Il jeta un coup d’œil à l’emploi du temps des employés affiché dans son bureau. Il fut très content de constater que le propriétaire du Claridge, monsieur Marquet, était parti en voyage d’affaires pour deux semaines ; il pourrait ainsi s’organiser en fonction de la jeune femme. Une histoire d’amour éclair – un dîner à Montmartre, la promenade habituelle le long de la Seine, un déjeuner dans les jardins du Palais-Royal, un pique-nique au Bois. Il lui achèterait même une petite toile à l’un des peintres près de Notre-Dame – ce qui ne manquait jamais de faire son effet.
Tous les jours dans sa chambre, des fleurs fraîches, provenant directement du marché aux Fleurs, sur l’île de la Cité, où Claude avait un compte, et une réputation.
Et à la fin de la semaine : Au revoir, Mademoiselle Ross*.

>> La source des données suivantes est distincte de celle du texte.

//! Multiscale template matching
//!
//! The avatar is drawn at slightly different sizes depending on the device, so
//! the screenshot is resized over a small window of factors around 1.0 and the
//! unscaled template is matched against each copy.

use super::types::BoundingBox;
use crate::error::{LocateError, LocateResult};
use image::{GrayImage, Luma, imageops::FilterType};
use imageproc::definitions::Image;
use imageproc::template_matching::{MatchTemplateMethod, match_template};
use std::borrow::Cow;

/// Best correlation peak found at one scale, in resized-screen coordinates
#[derive(Clone, Copy, Debug, PartialEq)]
pub struct ScaleMatch {
    pub row: u32,
    pub col: u32,
    pub scale: f64,
    pub score: f32,
}

impl ScaleMatch {
    /// Map the matched window back to original screenshot coordinates
    pub fn to_bounding_box(&self, template_width: u32, template_height: u32) -> BoundingBox {
        let back = |v: u32| (v as f64 / self.scale).round() as u32;
        BoundingBox {
            top: back(self.row),
            left: back(self.col),
            bottom: back(self.row + template_height),
            right: back(self.col + template_width),
            scale: self.scale,
            score: self.score,
        }
    }
}

/// Template locator searching a window of screenshot scales
pub struct TemplateLocator {
    scale_range: f64,
    scale_step: f64,
}

impl TemplateLocator {
    pub fn new(scale_range: f64, scale_step: f64) -> Self {
        Self {
            scale_range,
            scale_step,
        }
    }

    /// Scale factors in `[1 - range, 1 + range)`, ascending
    pub fn scale_factors(&self) -> Vec<f64> {
        if self.scale_step <= 0.0 || self.scale_range <= 0.0 {
            return Vec::new();
        }
        let start = 1.0 - self.scale_range;
        // the epsilon keeps float noise from adding the excluded end point
        let count = ((2.0 * self.scale_range / self.scale_step) - 1e-9).ceil() as usize;
        (0..count)
            .map(|i| start + i as f64 * self.scale_step)
            .filter(|s| *s > 0.0)
            .collect()
    }

    /// Find the best-scoring placement of `template` in `screen`
    ///
    /// Returns an all-zero box when no scale can be matched.
    pub fn multiscale_match(
        &self,
        screen: &GrayImage,
        template: &GrayImage,
    ) -> LocateResult<BoundingBox> {
        LocateError::check_dimensions(screen.width(), screen.height())?;
        LocateError::check_dimensions(template.width(), template.height())?;

        let mut best: Option<ScaleMatch> = None;

        for scale in self.scale_factors() {
            if let Some(candidate) = self.match_at_scale(screen, template, scale) {
                log::trace!(
                    "  scale {:.2}: peak {:.4} at ({},{})",
                    scale,
                    candidate.score,
                    candidate.row,
                    candidate.col
                );
                best = keep_better(best, candidate);
            }
        }

        match best {
            Some(found) => {
                let bbox = found.to_bounding_box(template.width(), template.height());
                log::debug!(
                    "✅ Template matched at scale {:.2} score {:.3}: [{},{}]-[{},{}]",
                    bbox.scale,
                    bbox.score,
                    bbox.top,
                    bbox.left,
                    bbox.bottom,
                    bbox.right
                );
                Ok(bbox)
            }
            None => {
                log::debug!("⚠️ No scale produced a template match");
                Ok(BoundingBox::default())
            }
        }
    }

    fn match_at_scale(
        &self,
        screen: &GrayImage,
        template: &GrayImage,
        scale: f64,
    ) -> Option<ScaleMatch> {
        let new_width = (screen.width() as f64 * scale).round() as u32;
        let new_height = (screen.height() as f64 * scale).round() as u32;

        // Skip if template is larger than the resized screen
        if template.width() > new_width || template.height() > new_height {
            log::debug!(
                "⚠️ Skipping scale {:.2} - template {}x{} larger than screen {}x{}",
                scale,
                template.width(),
                template.height(),
                new_width,
                new_height
            );
            return None;
        }

        let resized: Cow<'_, GrayImage> =
            if new_width == screen.width() && new_height == screen.height() {
                Cow::Borrowed(screen)
            } else {
                Cow::Owned(image::imageops::resize(
                    screen,
                    new_width,
                    new_height,
                    FilterType::Triangle,
                ))
            };

        let scores = match_template(
            &resized,
            template,
            MatchTemplateMethod::CrossCorrelationNormalized,
        );

        peak(&scores).map(|(row, col, score)| ScaleMatch {
            row,
            col,
            scale,
            score,
        })
    }
}

impl Default for TemplateLocator {
    fn default() -> Self {
        Self::new(0.3, 0.1)
    }
}

/// Only a strictly greater score replaces the current best
fn keep_better(best: Option<ScaleMatch>, candidate: ScaleMatch) -> Option<ScaleMatch> {
    match best {
        Some(current) if candidate.score <= current.score => Some(current),
        _ => Some(candidate),
    }
}

/// First maximum in row-major order as `(row, col, score)`, ignoring NaN scores
/// from flat windows
fn peak(scores: &Image<Luma<f32>>) -> Option<(u32, u32, f32)> {
    let mut best: Option<(u32, u32, f32)> = None;
    for (x, y, pixel) in scores.enumerate_pixels() {
        let score = pixel[0];
        if !score.is_finite() {
            continue;
        }
        if best.is_none_or(|(_, _, s)| score > s) {
            best = Some((y, x, score));
        }
    }
    best
}
//! Configuration for localization operations

use std::path::PathBuf;

#[derive(Debug, Clone)]
pub struct LocatorConfig {
    /// Canny lower hysteresis threshold
    pub canny_low: f32,
    /// Canny upper hysteresis threshold
    pub canny_high: f32,
    /// Top of the edge search band, as a fraction of screen height
    pub edge_top: f64,
    /// Platforms never sit below this fraction of screen height
    pub platform_bottom: f64,
    /// Leading edge pixels skipped as noise, as a fraction of screen height
    pub noise_fraction: f64,
    /// Per-channel tolerance when matching the platform color
    pub color_tolerance: u8,
    /// Half-width of the template scale search around 1.0
    pub scale_range: f64,
    /// Step between tested scales
    pub scale_step: f64,
    /// Write the edge map here after extraction (diagnostics only)
    pub debug_edge_path: Option<PathBuf>,
}

impl Default for LocatorConfig {
    fn default() -> Self {
        Self {
            canny_low: 50.0,
            canny_high: 75.0,
            edge_top: 0.20,
            platform_bottom: 0.50,
            noise_fraction: 0.06,
            color_tolerance: 2,
            scale_range: 0.3,
            scale_step: 0.1,
            debug_edge_path: None,
        }
    }
}

impl LocatorConfig {
    pub fn with_debug_edges(mut self, path: impl Into<PathBuf>) -> Self {
        self.debug_edge_path = Some(path.into());
        self
    }

    pub fn with_scale(mut self, scale_range: f64, scale_step: f64) -> Self {
        self.scale_range = scale_range;
        self.scale_step = scale_step;
        self
    }

    pub fn with_canny(mut self, low: f32, high: f32) -> Self {
        self.canny_low = low;
        self.canny_high = high;
        self
    }
}
/// Localization data types
use serde::Serialize;

/// A single edge pixel in full-image coordinates
#[derive(Clone, Copy, Debug, PartialEq, Eq, PartialOrd, Ord, Hash)]
pub struct PixelPos {
    pub row: u32,
    pub col: u32,
}

impl PixelPos {
    pub fn new(row: u32, col: u32) -> Self {
        Self { row, col }
    }
}

/// Reference point of a detected feature
///
/// A platform anchor with a zero row or zero column means "not found".
#[derive(Clone, Copy, Debug, Default, PartialEq, Eq, Serialize)]
pub struct Anchor {
    pub row: u32,
    pub col: u32,
}

impl Anchor {
    pub fn new(row: u32, col: u32) -> Self {
        Self { row, col }
    }

    /// Whether this anchor is a real coordinate rather than the zero sentinel
    pub fn is_found(&self) -> bool {
        self.row != 0 && self.col != 0
    }
}

/// Best template match, mapped back to original screenshot coordinates
#[derive(Clone, Copy, Debug, Default, PartialEq, Serialize)]
pub struct BoundingBox {
    pub top: u32,
    pub left: u32,
    pub bottom: u32,
    pub right: u32,
    /// Screenshot resize factor the match was found at
    pub scale: f64,
    /// Normalized correlation score (higher is better)
    pub score: f32,
}

impl BoundingBox {
    pub fn is_empty(&self) -> bool {
        self.top == 0 && self.left == 0 && self.bottom == 0 && self.right == 0
    }

    pub fn width(&self) -> u32 {
        self.right.saturating_sub(self.left)
    }

    pub fn height(&self) -> u32 {
        self.bottom.saturating_sub(self.top)
    }
}

/// Three 8-bit channel values of one screenshot pixel
#[derive(Clone, Copy, Debug, PartialEq, Eq, Serialize)]
pub struct ColorSample(pub [u8; 3]);

impl ColorSample {
    /// Every channel within `tolerance` of `other` (inclusive)
    pub fn is_near(&self, other: &ColorSample, tolerance: u8) -> bool {
        self.0
            .iter()
            .zip(other.0.iter())
            .all(|(a, b)| a.abs_diff(*b) <= tolerance)
    }
}

impl From<image::Rgb<u8>> for ColorSample {
    fn from(pixel: image::Rgb<u8>) -> Self {
        Self(pixel.0)
    }
}

/// Horizontal run found by the band scan: row, leftmost column and width
#[derive(Clone, Copy, Debug, Default, PartialEq, Eq)]
pub struct Band {
    pub row: u32,
    pub left: u32,
    pub width: u32,
}

impl Band {
    /// Midpoint of the band as a platform anchor
    pub fn center(&self) -> Anchor {
        Anchor::new(self.row, self.left + (self.width + 1) / 2)
    }
}
//! Feature localization for jump-style game screenshots
//!
//! This module finds the player avatar by multiscale template matching and the
//! next platform by scanning edge pixels for a uniform-color band.

pub mod avatar;
pub mod config;
pub mod crop;
pub mod detector;
pub mod edges;
pub mod matcher;
pub mod platform;
pub mod region;
pub mod types;


// Re-export main types and functions
pub use avatar::{AvatarLocation, locate_avatar};
pub use config::LocatorConfig;
pub use crop::{CroppedRegions, crop_regions};
pub use detector::{FrameAnalysis, JumpDetector};
pub use edges::detect_edges;
pub use matcher::TemplateLocator;
pub use platform::{PlatformLocator, locate_platform_fallback};
pub use region::{SearchRegion, find_edge_pixels};
pub use types::{Anchor, BoundingBox, ColorSample, PixelPos};
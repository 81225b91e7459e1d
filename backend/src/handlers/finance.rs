//! Finance handlers

use axum::{
    extract::{Path, Query, State},
    http::StatusCode,
    Json,
};
use uuid::Uuid;

use crate::error::AppResult;
use crate::services::finance::{
    AssetLiability, CreateAssetLiabilityInput, CreateTransactionInput, FinanceAccount,
    FinanceBudget, FinanceService, FinanceSummary, FinanceTransaction, TransactionListQuery,
    TransactionPage,
};
use crate::AppState;

pub async fn list_transactions(
    State(state): State<AppState>,
    Query(query): Query<TransactionListQuery>,
) -> AppResult<Json<TransactionPage>> {
    let page = FinanceService::new(state.db.clone())
        .list_transactions(&query)
        .await?;
    Ok(Json(page))
}

pub async fn create_transaction(
    State(state): State<AppState>,
    Json(input): Json<CreateTransactionInput>,
) -> AppResult<(StatusCode, Json<FinanceTransaction>)> {
    let transaction = FinanceService::new(state.db.clone())
        .create_transaction(input)
        .await?;
    Ok((StatusCode::CREATED, Json(transaction)))
}

pub async fn delete_transaction(
    State(state): State<AppState>,
    Path(id): Path<Uuid>,
) -> AppResult<StatusCode> {
    FinanceService::new(state.db.clone())
        .delete_transaction(id)
        .await?;
    Ok(StatusCode::NO_CONTENT)
}

pub async fn finance_summary(State(state): State<AppState>) -> AppResult<Json<FinanceSummary>> {
    let summary = FinanceService::new(state.db.clone()).summary().await?;
    Ok(Json(summary))
}

pub async fn list_accounts(State(state): State<AppState>) -> AppResult<Json<Vec<FinanceAccount>>> {
    let accounts = FinanceService::new(state.db.clone()).list_accounts().await?;
    Ok(Json(accounts))
}

pub async fn list_budgets(State(state): State<AppState>) -> AppResult<Json<Vec<FinanceBudget>>> {
    let budgets = FinanceService::new(state.db.clone()).list_budgets().await?;
    Ok(Json(budgets))
}

pub async fn list_assets_liabilities(
    State(state): State<AppState>,
) -> AppResult<Json<Vec<AssetLiability>>> {
    let entries = FinanceService::new(state.db.clone())
        .list_assets_liabilities()
        .await?;
    Ok(Json(entries))
}

pub async fn create_asset_liability(
    State(state): State<AppState>,
    Json(input): Json<CreateAssetLiabilityInput>,
) -> AppResult<(StatusCode, Json<AssetLiability>)> {
    let entry = FinanceService::new(state.db.clone())
        .create_asset_liability(input)
        .await?;
    Ok((StatusCode::CREATED, Json(entry)))
}

pub async fn delete_asset_liability(
    State(state): State<AppState>,
    Path(id): Path<Uuid>,
) -> AppResult<StatusCode> {
    FinanceService::new(state.db.clone())
        .delete_asset_liability(id)
        .await?;
    Ok(StatusCode::NO_CONTENT)
}
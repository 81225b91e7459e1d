//! Error handling for the Harvest ERP backend
//!
//! Maps the application error taxonomy onto HTTP responses with a
//! structured JSON body. Internal detail is logged, never leaked.

use axum::{
    http::StatusCode,
    response::{IntoResponse, Response},
    Json,
};
use serde::Serialize;
use std::collections::HashMap;
use thiserror::Error;

/// Application error types
#[derive(Error, Debug)]
pub enum AppError {
    // Authentication errors
    #[error("Invalid credentials")]
    InvalidCredentials,

    #[error("Token expired")]
    TokenExpired,

    #[error("Invalid token")]
    InvalidToken,

    // Validation errors
    #[error("Validation error: {message}")]
    Validation { field: String, message: String },

    #[error("Validation error: {0}")]
    ValidationError(String),

    #[error("Validation failed")]
    ValidationFailed(#[from] validator::ValidationErrors),

    #[error("Duplicate entry: {0}")]
    DuplicateEntry(String),

    #[error("Resource not found: {0}")]
    NotFound(String),

    // Business logic errors
    #[error("Invalid state transition: {0}")]
    InvalidStateTransition(String),

    #[error("Insufficient stock: {0}")]
    InsufficientStock(String),

    // Upstream failures
    #[error("Report rendering failed: {0}")]
    RenderError(String),

    #[error("Storage error: {0}")]
    StorageError(String),

    // Database errors
    #[error("Database error: {0}")]
    DatabaseError(#[from] sqlx::Error),

    // Internal errors
    #[error("Password hashing error")]
    Bcrypt(#[from] bcrypt::BcryptError),

    #[error("Token signing error")]
    Jwt(#[from] jsonwebtoken::errors::Error),

    #[error("Internal server error: {0}")]
    Internal(String),

    #[error("Internal server error")]
    InternalError(#[from] anyhow::Error),
}

/// Error response structure
#[derive(Serialize)]
pub struct ErrorResponse {
    pub error: ErrorDetail,
}

#[derive(Serialize)]
pub struct ErrorDetail {
    pub code: String,
    pub message: String,
    #[serde(skip_serializing_if = "Option::is_none")]
    pub field: Option<String>,
    #[serde(skip_serializing_if = "Option::is_none")]
    pub details: Option<HashMap<String, Vec<String>>>,
}

impl ErrorDetail {
    fn new(code: &str, message: impl Into<String>) -> Self {
        Self {
            code: code.to_string(),
            message: message.into(),
            field: None,
            details: None,
        }
    }

    fn with_field(mut self, field: impl Into<String>) -> Self {
        self.field = Some(field.into());
        self
    }
}

/// Collect field-level messages from `validator` output
fn validation_details(errors: &validator::ValidationErrors) -> HashMap<String, Vec<String>> {
    errors
        .field_errors()
        .into_iter()
        .map(|(field, field_errors)| {
            let messages = field_errors
                .iter()
                .map(|e| {
                    e.message
                        .as_ref()
                        .map(|m| m.to_string())
                        .unwrap_or_else(|| e.code.to_string())
                })
                .collect();
            (field.to_string(), messages)
        })
        .collect()
}

impl IntoResponse for AppError {
    fn into_response(self) -> Response {
        let (status, detail) = match &self {
            AppError::InvalidCredentials => (
                StatusCode::UNAUTHORIZED,
                ErrorDetail::new("INVALID_CREDENTIALS", "Invalid email or password"),
            ),
            AppError::TokenExpired => (
                StatusCode::UNAUTHORIZED,
                ErrorDetail::new("TOKEN_EXPIRED", "Token has expired"),
            ),
            AppError::InvalidToken => (
                StatusCode::UNAUTHORIZED,
                ErrorDetail::new("INVALID_TOKEN", "Invalid or missing token"),
            ),
            AppError::Validation { field, message } => (
                StatusCode::BAD_REQUEST,
                ErrorDetail::new("VALIDATION_ERROR", message.clone()).with_field(field.clone()),
            ),
            AppError::ValidationError(msg) => (
                StatusCode::BAD_REQUEST,
                ErrorDetail::new("VALIDATION_ERROR", msg.clone()),
            ),
            AppError::ValidationFailed(errors) => (
                StatusCode::BAD_REQUEST,
                ErrorDetail {
                    code: "VALIDATION_ERROR".to_string(),
                    message: "One or more fields are invalid".to_string(),
                    field: None,
                    details: Some(validation_details(errors)),
                },
            ),
            AppError::DuplicateEntry(field) => (
                StatusCode::CONFLICT,
                ErrorDetail::new(
                    "DUPLICATE_ENTRY",
                    format!("A record with this {} already exists", field),
                )
                .with_field(field.clone()),
            ),
            AppError::NotFound(resource) => (
                StatusCode::NOT_FOUND,
                ErrorDetail::new("NOT_FOUND", format!("{} not found", resource)),
            ),
            // Deleting a non-pending purchase order and similar lifecycle
            // violations are client errors.
            AppError::InvalidStateTransition(msg) => (
                StatusCode::BAD_REQUEST,
                ErrorDetail::new("INVALID_STATE_TRANSITION", msg.clone()),
            ),
            AppError::InsufficientStock(msg) => (
                StatusCode::BAD_REQUEST,
                ErrorDetail::new("INSUFFICIENT_STOCK", msg.clone()),
            ),
            AppError::RenderError(_) => (
                StatusCode::INTERNAL_SERVER_ERROR,
                ErrorDetail::new("RENDER_ERROR", "Report rendering failed"),
            ),
            AppError::StorageError(_) => (
                StatusCode::SERVICE_UNAVAILABLE,
                ErrorDetail::new("STORAGE_ERROR", "Storage is temporarily unavailable"),
            ),
            AppError::DatabaseError(_) => (
                StatusCode::INTERNAL_SERVER_ERROR,
                ErrorDetail::new("DATABASE_ERROR", "A database error occurred"),
            ),
            AppError::Bcrypt(_) | AppError::Jwt(_) => (
                StatusCode::INTERNAL_SERVER_ERROR,
                ErrorDetail::new("INTERNAL_ERROR", "An internal server error occurred"),
            ),
            AppError::Internal(msg) => (
                StatusCode::INTERNAL_SERVER_ERROR,
                ErrorDetail::new("INTERNAL_ERROR", msg.clone()),
            ),
            AppError::InternalError(_) => (
                StatusCode::INTERNAL_SERVER_ERROR,
                ErrorDetail::new("INTERNAL_ERROR", "An internal server error occurred"),
            ),
        };

        tracing::error!("Error: {:?}", self);

        (status, Json(ErrorResponse { error: detail })).into_response()
    }
}

/// Result type alias for handlers
pub type AppResult<T> = Result<T, AppError>;

#[cfg(test)]
mod tests {
    use super::*;

    #[test]
    fn non_pending_delete_maps_to_bad_request() {
        let response = AppError::InvalidStateTransition(
            "only pending purchase orders can be deleted".to_string(),
        )
        .into_response();
        assert_eq!(response.status(), StatusCode::BAD_REQUEST);
    }

    #[test]
    fn duplicate_entry_maps_to_conflict() {
        let response = AppError::DuplicateEntry("code".to_string()).into_response();
        assert_eq!(response.status(), StatusCode::CONFLICT);
    }

    #[test]
    fn not_found_maps_to_404() {
        let response = AppError::NotFound("Supplier".to_string()).into_response();
        assert_eq!(response.status(), StatusCode::NOT_FOUND);
    }
}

Une fois encore, son cœur parut bizarrement s’exclamer – qu’était-ce donc ? Claude posa ses doigts sur son poignet et respira lentement, prenant son pouls. Devait-il avaler un anti-acide ? Avait-il mangé quelque chose de redoutable au déjeuner ?
Haussant les épaules, il décrocha le téléphone pour appeler le charmant petit restaurant de Montmartre.
Un restaurant réputé, dans le milieu de l’hôtellerie, pour sa discrétion*.